The Centers for Disease Control and Prevention has finished its first-ever survey of the mental well-being of high school students who identified as transgender across all 50 states.

The 2023 national Youth Risk Behavior Survey found that 3.3% of high school students identified as transgender and that another 2.2% of students said they were questioning their gender identity. Students who identify as transgender or question their gender identity face higher rates of bullying, depression, suicide attempts, and isolation than their peers, according to the survey.

Approximately two-thirds of these students said they identified with the female sex. 

This is the first nationwide report tallying the number of transgender teenagers, but previous reports estimated the number to be much lower. Taking CDC data from just 15 states collected in 2017 and 2019, researchers at the Williams Institute extrapolated and estimated that 1.4% of teenagers identified as transgender in a 2022 report.

“Data like this is exceedingly rare,” Jody Herman, senior scholar of public policy at the Williams Institute and an author of the 2022 report, told the New York Times. “It certainly fills in significant gaps in our knowledge about trans youth.”

Herman said the institute has found more and more youth are identifying as transgender, outpacing the number of adults who identified as transgender.

“If the age trend holds, we would imagine as time goes on, that younger age group might have more youth identifying as trans,” she said. However, a continued increase in the number of transgender-identifying children is difficult to predict as the CDC’s study is the first of its kind.

Of these students who identified as transgender, a quarter of them reported having attempted suicide in the past year, whereas 11% of female students and 5% of males reported having attempted suicide. Ten percent of transgender students said they received medical treatment for their suicide attempt in the past year, compared to 2.6% of high school girls and 1% of high school boys.

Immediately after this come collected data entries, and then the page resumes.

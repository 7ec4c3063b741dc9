//! Tradeguard core domain layer.
//!
//! This crate holds the typed records exchanged with the Tradeguard API, the
//! status/severity classification tables shared by the CRM, decision-engine,
//! and monitoring views, transaction summary reduction, and submission
//! validation. Everything here is pure and synchronous; the HTTP surfaces
//! live in `tradeguard-client` and `tradeguard-service`.

#![deny(unsafe_code)]

pub mod amount;
pub mod error;
pub mod fixtures;
pub mod stats;
pub mod status;
pub mod types;
pub mod validate;

pub use amount::Amount;
pub use error::{CoreError, ValidationError};
pub use stats::{summarize, TransactionSummary};
pub use status::{
    classify_outcome, classify_severity, classify_status, AlertSeverity, DecisionOutcome,
    StatusDisplay, TransactionStatus,
};
pub use types::{
    AlertsResponse, Contact, ContactFormSubmission, ContactsPage, CrmAnalytics, DecisionLog,
    DecisionRule, LeadsPage, Lead, LogsResponse, MessageResponse, MonitoringAlert,
    MonitoringSchedule, NewTransaction, OpportunitiesPage, Opportunity, PageQuery, Pagination,
    RulesResponse, SchedulesResponse, Transaction, TransactionsPage,
};
pub use validate::{is_valid_email, validate_contact_form, validate_new_transaction};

Persistent feelings of hopelessness and sadness in the past 12 months affected 71.9% of trans-identifying students, and 69.9% of gender-questioning students shared these feelings of hopelessness. Comparatively, 50.5% of females and 26% of males reported similar feelings over the course of 12 months. 

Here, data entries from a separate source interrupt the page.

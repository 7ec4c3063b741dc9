use crate::amount::Amount;
use crate::status::{AlertSeverity, DecisionOutcome, TransactionStatus};
use chrono::{DateTime, Utc};
use serde::{Deserialize, Serialize};
use uuid::Uuid;

/// Marketplace transaction as served by `/api/transactions`.
///
/// Records are created server-side and read-only from the client's point of
/// view; nothing here mutates status.
#[derive(Debug, Clone, Serialize, Deserialize, PartialEq, Eq)]
#[serde(rename_all = "camelCase")]
pub struct Transaction {
    pub id: String,
    pub title: String,
    #[serde(default, skip_serializing_if = "Option::is_none")]
    pub description: Option<String>,
    pub amount: Amount,
    pub currency: String,
    pub status: TransactionStatus,
    #[serde(default, skip_serializing_if = "Option::is_none")]
    pub category: Option<String>,
    pub buyer_id: String,
    pub seller_id: String,
    pub created_at: DateTime<Utc>,
    pub updated_at: DateTime<Utc>,
}

impl Transaction {
    pub fn new(
        title: impl Into<String>,
        amount: Amount,
        currency: impl Into<String>,
        buyer_id: impl Into<String>,
        seller_id: impl Into<String>,
        now: DateTime<Utc>,
    ) -> Self {
        Self {
            id: Uuid::new_v4().to_string(),
            title: title.into(),
            description: None,
            amount,
            currency: currency.into(),
            status: TransactionStatus::Pending,
            category: None,
            buyer_id: buyer_id.into(),
            seller_id: seller_id.into(),
            created_at: now,
            updated_at: now,
        }
    }

    pub fn with_status(mut self, status: TransactionStatus) -> Self {
        self.status = status;
        self
    }

    pub fn with_description(mut self, description: impl Into<String>) -> Self {
        self.description = Some(description.into());
        self
    }

    pub fn with_category(mut self, category: impl Into<String>) -> Self {
        self.category = Some(category.into());
        self
    }
}

/// Body of `POST /api/transactions`.
#[derive(Debug, Clone, Serialize, Deserialize, PartialEq, Eq)]
#[serde(rename_all = "camelCase")]
pub struct NewTransaction {
    pub title: String,
    pub description: String,
    pub amount: Amount,
    pub currency: String,
    pub seller_email: String,
    pub category: String,
    pub delivery_timeframe: String,
}

/// CRM contact record.
#[derive(Debug, Clone, Serialize, Deserialize, PartialEq, Eq)]
#[serde(rename_all = "camelCase")]
pub struct Contact {
    pub id: String,
    pub first_name: String,
    pub last_name: String,
    pub email: String,
    #[serde(default, skip_serializing_if = "Option::is_none")]
    pub phone: Option<String>,
    #[serde(default, skip_serializing_if = "Option::is_none")]
    pub company: Option<String>,
    pub status: String,
    pub created_at: DateTime<Utc>,
}

/// CRM lead record.
#[derive(Debug, Clone, Serialize, Deserialize, PartialEq, Eq)]
#[serde(rename_all = "camelCase")]
pub struct Lead {
    pub id: String,
    pub name: String,
    pub email: String,
    #[serde(default, skip_serializing_if = "Option::is_none")]
    pub company: Option<String>,
    pub source: String,
    pub status: String,
    #[serde(default, skip_serializing_if = "Option::is_none")]
    pub value: Option<Amount>,
    pub created_at: DateTime<Utc>,
}

/// CRM opportunity record.
#[derive(Debug, Clone, Serialize, Deserialize, PartialEq, Eq)]
#[serde(rename_all = "camelCase")]
pub struct Opportunity {
    pub id: String,
    pub title: String,
    #[serde(default, skip_serializing_if = "Option::is_none")]
    pub contact_id: Option<String>,
    pub stage: String,
    pub amount: Amount,
    #[serde(default, skip_serializing_if = "Option::is_none")]
    pub close_date: Option<DateTime<Utc>>,
    pub created_at: DateTime<Utc>,
}

impl Opportunity {
    pub fn is_won(&self) -> bool {
        self.stage.eq_ignore_ascii_case("won")
    }

    pub fn is_open(&self) -> bool {
        !self.is_won() && !self.stage.eq_ignore_ascii_case("lost")
    }
}

/// Summary counters served by `/api/crm/analytics`.
#[derive(Debug, Clone, Serialize, Deserialize, PartialEq, Eq)]
#[serde(rename_all = "camelCase")]
pub struct CrmAnalytics {
    pub total_contacts: u64,
    pub total_leads: u64,
    pub total_opportunities: u64,
    pub open_opportunity_value: Amount,
    pub won_opportunity_value: Amount,
}

/// Decision-engine rule. Read-only display record.
#[derive(Debug, Clone, Serialize, Deserialize, PartialEq, Eq)]
#[serde(rename_all = "camelCase")]
pub struct DecisionRule {
    pub id: String,
    pub name: String,
    pub description: String,
    pub outcome: DecisionOutcome,
    pub priority: u32,
    pub enabled: bool,
    pub created_at: DateTime<Utc>,
}

/// Decision-engine evaluation log entry. Read-only display record.
#[derive(Debug, Clone, Serialize, Deserialize, PartialEq, Eq)]
#[serde(rename_all = "camelCase")]
pub struct DecisionLog {
    pub id: String,
    pub rule_id: String,
    pub subject: String,
    pub outcome: DecisionOutcome,
    pub score: u8,
    pub decided_at: DateTime<Utc>,
}

/// Monitoring alert. Read-only display record.
#[derive(Debug, Clone, Serialize, Deserialize, PartialEq, Eq)]
#[serde(rename_all = "camelCase")]
pub struct MonitoringAlert {
    pub id: String,
    pub title: String,
    pub severity: AlertSeverity,
    pub source: String,
    pub acknowledged: bool,
    pub raised_at: DateTime<Utc>,
}

/// Monitoring schedule. Read-only display record.
#[derive(Debug, Clone, Serialize, Deserialize, PartialEq, Eq)]
#[serde(rename_all = "camelCase")]
pub struct MonitoringSchedule {
    pub id: String,
    pub name: String,
    pub cadence: String,
    #[serde(default, skip_serializing_if = "Option::is_none")]
    pub last_run_at: Option<DateTime<Utc>>,
    pub next_run_at: DateTime<Utc>,
    pub enabled: bool,
}

/// Body of `POST /api/contact`.
#[derive(Debug, Clone, Default, Serialize, Deserialize, PartialEq, Eq)]
#[serde(rename_all = "camelCase")]
pub struct ContactFormSubmission {
    pub first_name: String,
    pub last_name: String,
    pub email: String,
    #[serde(default, skip_serializing_if = "Option::is_none")]
    pub phone: Option<String>,
    #[serde(default, skip_serializing_if = "Option::is_none")]
    pub company: Option<String>,
    #[serde(default, skip_serializing_if = "Option::is_none")]
    pub subject: Option<String>,
    pub message: String,
}

impl ContactFormSubmission {
    pub fn new(
        first_name: impl Into<String>,
        last_name: impl Into<String>,
        email: impl Into<String>,
        message: impl Into<String>,
    ) -> Self {
        Self {
            first_name: first_name.into(),
            last_name: last_name.into(),
            email: email.into(),
            phone: None,
            company: None,
            subject: None,
            message: message.into(),
        }
    }

    pub fn with_phone(mut self, phone: impl Into<String>) -> Self {
        self.phone = Some(phone.into());
        self
    }

    pub fn with_company(mut self, company: impl Into<String>) -> Self {
        self.company = Some(company.into());
        self
    }

    pub fn with_subject(mut self, subject: impl Into<String>) -> Self {
        self.subject = Some(subject.into());
        self
    }
}

/// Page/limit query parameters accepted by the paginated list endpoints.
#[derive(Debug, Clone, Copy, Default, Serialize, Deserialize, PartialEq, Eq)]
pub struct PageQuery {
    #[serde(default, skip_serializing_if = "Option::is_none")]
    pub page: Option<u32>,
    #[serde(default, skip_serializing_if = "Option::is_none")]
    pub limit: Option<u32>,
}

impl PageQuery {
    pub const DEFAULT_LIMIT: u32 = 20;
    pub const MAX_LIMIT: u32 = 100;

    pub fn new(page: u32, limit: u32) -> Self {
        Self {
            page: Some(page),
            limit: Some(limit),
        }
    }

    /// Effective page number, 1-based.
    pub fn page(&self) -> u32 {
        self.page.unwrap_or(1).max(1)
    }

    /// Effective page size, clamped to 1..=100.
    pub fn limit(&self) -> u32 {
        self.limit
            .unwrap_or(Self::DEFAULT_LIMIT)
            .clamp(1, Self::MAX_LIMIT)
    }
}

/// Pagination envelope attached to list responses.
#[derive(Debug, Clone, Copy, Serialize, Deserialize, PartialEq, Eq)]
#[serde(rename_all = "camelCase")]
pub struct Pagination {
    pub page: u32,
    pub limit: u32,
    pub total: u64,
    pub total_pages: u32,
}

impl Pagination {
    pub fn for_page(page: u32, limit: u32, total: u64) -> Self {
        let total_pages = (total.div_ceil(limit.max(1) as u64)).min(u32::MAX as u64) as u32;
        Self {
            page,
            limit,
            total,
            total_pages,
        }
    }
}

/// Generic `{ message }` body used by `/api/contact` and error responses.
#[derive(Debug, Clone, Serialize, Deserialize, PartialEq, Eq)]
pub struct MessageResponse {
    pub message: String,
}

#[derive(Debug, Clone, Serialize, Deserialize, PartialEq, Eq)]
#[serde(rename_all = "camelCase")]
pub struct ContactsPage {
    pub contacts: Vec<Contact>,
    pub pagination: Pagination,
}

#[derive(Debug, Clone, Serialize, Deserialize, PartialEq, Eq)]
#[serde(rename_all = "camelCase")]
pub struct LeadsPage {
    pub leads: Vec<Lead>,
    pub pagination: Pagination,
}

#[derive(Debug, Clone, Serialize, Deserialize, PartialEq, Eq)]
#[serde(rename_all = "camelCase")]
pub struct OpportunitiesPage {
    pub opportunities: Vec<Opportunity>,
    pub pagination: Pagination,
}

#[derive(Debug, Clone, Serialize, Deserialize, PartialEq, Eq)]
#[serde(rename_all = "camelCase")]
pub struct TransactionsPage {
    pub transactions: Vec<Transaction>,
    pub pagination: Pagination,
}

#[derive(Debug, Clone, Serialize, Deserialize, PartialEq, Eq)]
pub struct RulesResponse {
    pub rules: Vec<DecisionRule>,
}

#[derive(Debug, Clone, Serialize, Deserialize, PartialEq, Eq)]
pub struct LogsResponse {
    pub logs: Vec<DecisionLog>,
}

#[derive(Debug, Clone, Serialize, Deserialize, PartialEq, Eq)]
pub struct AlertsResponse {
    pub alerts: Vec<MonitoringAlert>,
}

#[derive(Debug, Clone, Serialize, Deserialize, PartialEq, Eq)]
pub struct SchedulesResponse {
    pub schedules: Vec<MonitoringSchedule>,
}
use anyhow::Result;
use async_trait::async_trait;
use chrono::{DateTime, Utc};

use crate::chapters::Chapter;
use crate::schedule::types::ProcessingJob;
use crate::web::Pagination;

pub mod memory;
pub mod sqlite;

/// Persistence for job records and the chapters of finished videos.
#[async_trait]
pub trait JobStorage: Send + Sync + 'static {
    /// Inserts or replaces the job record.
    async fn save_job(&self, job: &ProcessingJob) -> Result<()>;
    async fn load_job(&self, job_id: &str) -> Result<Option<ProcessingJob>>;
    /// Most recent non-terminal job for `video_id`.
    async fn find_active_job(&self, video_id: &str) -> Result<Option<ProcessingJob>>;
    /// Newest first.
    async fn list_jobs(&self, pagination: &Pagination) -> Result<Vec<ProcessingJob>>;
    async fn list_active_jobs(&self) -> Result<Vec<ProcessingJob>>;
    /// Replaces every chapter stored for `video_id`.
    async fn save_chapters(&self, video_id: &str, chapters: &[Chapter]) -> Result<()>;
    async fn load_chapters(&self, video_id: &str) -> Result<Vec<Chapter>>;
    /// Deletes terminal jobs last updated before `before`.
    async fn cleanup_old(&self, before: DateTime<Utc>) -> Result<u64>;
}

When it comes to transgender-identifying high schoolers’ experience at school, they had higher rates of skipping school due to feeling unsafe and bullying, and they also had lower rates of feeling connected to other peers at their school. 

“We have 5% of young people in the country who, because of the way they identify around their gender, are stigmatized, bullied, made to feel unsafe, feel disconnected at school and consequently have poorer mental health and higher risk for suicide than their cisgender peers,” said Kathleen Ethier, the director of CDC’s adolescent and school health division. “That’s just heartbreaking.”

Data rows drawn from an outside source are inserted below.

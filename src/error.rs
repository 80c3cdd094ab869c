//! Error types for the chaptering pipeline.
//!
//! `PipelineError` is raised by stage executors and capability providers;
//! the job manager alone decides whether it is retried, escalated or
//! answered with the fallback. `JobError` is what the public job API returns.

use std::time::Duration;

use thiserror::Error;

use crate::model::ModelKind;
use crate::schedule::types::JobStatus;

#[derive(Debug, Error)]
pub enum PipelineError {
    #[error("transient I/O failure: {0}")]
    TransientIo(String),

    #[error("stage timed out after {}s", .0.as_secs())]
    Timeout(Duration),

    #[error("failed to load {kind} model: {reason}")]
    ModelLoad { kind: ModelKind, reason: String },

    #[error("invalid chapter output: {0}")]
    Validation(String),

    #[error("processing was cancelled")]
    Cancelled,

    #[error("{0}")]
    Fatal(String),

    #[error(transparent)]
    Unknown(#[from] anyhow::Error),
}

impl PipelineError {
    pub fn transient(msg: impl Into<String>) -> Self {
        Self::TransientIo(msg.into())
    }

    pub fn fatal(msg: impl Into<String>) -> Self {
        Self::Fatal(msg.into())
    }

    pub fn validation(msg: impl Into<String>) -> Self {
        Self::Validation(msg.into())
    }

    pub fn model_load(kind: ModelKind, reason: impl Into<String>) -> Self {
        Self::ModelLoad {
            kind,
            reason: reason.into(),
        }
    }

    /// Whether the orchestrator may retry the stage that raised this error.
    pub fn is_transient(&self) -> bool {
        matches!(self, Self::TransientIo(_) | Self::Timeout(_))
    }

    /// Whether the chapter generation stage may answer this error with
    /// evenly spaced fallback chapters instead of failing the job.
    pub fn allows_fallback(&self) -> bool {
        matches!(
            self,
            Self::Validation(_) | Self::TransientIo(_) | Self::Timeout(_)
        )
    }

    /// Sentence stored in `ProcessingJob::error_message`.
    pub fn user_message(&self) -> String {
        match self {
            Self::TransientIo(msg) => {
                format!("A temporary storage or network failure did not recover: {}", msg)
            }
            Self::Timeout(limit) => format!(
                "Processing did not finish within {} seconds.",
                limit.as_secs()
            ),
            Self::ModelLoad { kind, .. } => {
                format!("The {} model could not be loaded.", kind)
            }
            Self::Validation(msg) => format!("Produced chapters were invalid: {}", msg),
            Self::Cancelled => "Processing was cancelled.".to_string(),
            Self::Fatal(msg) => msg.clone(),
            Self::Unknown(_) => "An unexpected internal error occurred.".to_string(),
        }
    }
}

impl From<std::io::Error> for PipelineError {
    fn from(err: std::io::Error) -> Self {
        Self::TransientIo(err.to_string())
    }
}

impl From<reqwest::Error> for PipelineError {
    fn from(err: reqwest::Error) -> Self {
        if err.is_timeout() || err.is_connect() {
            return Self::TransientIo(err.to_string());
        }
        if err.is_decode() {
            return Self::Fatal(format!("provider returned an unreadable response: {}", err));
        }
        match err.status() {
            Some(status) if status.as_u16() == 429 || status.is_server_error() => {
                Self::TransientIo(err.to_string())
            }
            Some(status) => Self::Fatal(format!("provider rejected the request ({})", status)),
            None => Self::TransientIo(err.to_string()),
        }
    }
}

#[derive(Debug, Error)]
pub enum JobError {
    #[error("video {video_id} is already being processed by job {job_id}")]
    AlreadyProcessing { video_id: String, job_id: String },

    #[error("job not found: {0}")]
    JobNotFound(String),

    #[error("video not found: {0}")]
    VideoNotFound(String),

    #[error("video {video_id} cannot be processed: {reason}")]
    InvalidVideo { video_id: String, reason: String },

    #[error("invalid processing config: {0}")]
    InvalidConfig(String),

    #[error("cannot {action} job {job_id} while it is {status}")]
    InvalidState {
        job_id: String,
        action: &'static str,
        status: JobStatus,
    },

    #[error("job queue is closed")]
    QueueClosed,

    #[error(transparent)]
    Storage(#[from] anyhow::Error),
}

The CDC has made recommendations to make a greater push to implement suicide prevention and healthy dating programs in schools. 

The release of the survey comes as more than a dozen states have passed laws putting restrictions on transgender surgeries and therapies and preventing transgender people from using their bathroom of choice. 

The Trevor Project, an LGBT nonprofit group, conducted a study published in September that found transgender youth reported more suicide attempts in states passing restrictive laws than states that didn’t.

CLICK HERE TO READ MORE FROM THE WASHINGTON EXAMINER

However, a study published in the Australian Journal of Psychology found that people with gender dysphoria have a high likelihood of dealing with other comorbidities such as depression, anxiety, post-traumatic stress disorder, and autism. 

“While treating gender dysphoria as the primary condition is important, psychiatric comorbidities often have a greater likelihood of persisting into the child’s future and complicating mental health outcomes throughout the medical transition,” the study stated.